_What is needed:_ Could you filter the records below and return each line that holds "handlers"?

[Opening Input records section]

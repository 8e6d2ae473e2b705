//! Application handlers.
//!
//! Query and command handlers that orchestrate domain calculations.

pub mod financial;
pub mod scenario;
pub mod scoring;

pub use financial::{ComputeFinancialsHandler, ComputeFinancialsQuery, ComputeFinancialsResult};
pub use scenario::{SimulateScenarioHandler, SimulateScenarioQuery, SimulateScenarioResult};
pub use scoring::{
    RankTechnologiesHandler, RankTechnologiesQuery, RankTechnologiesResult,
    RebalanceWeightsCommand, RebalanceWeightsHandler, RebalanceWeightsResult,
};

[Closing Input records section]

_Expected answer:_
//! Application handlers.
//! Query and command handlers that orchestrate domain calculations.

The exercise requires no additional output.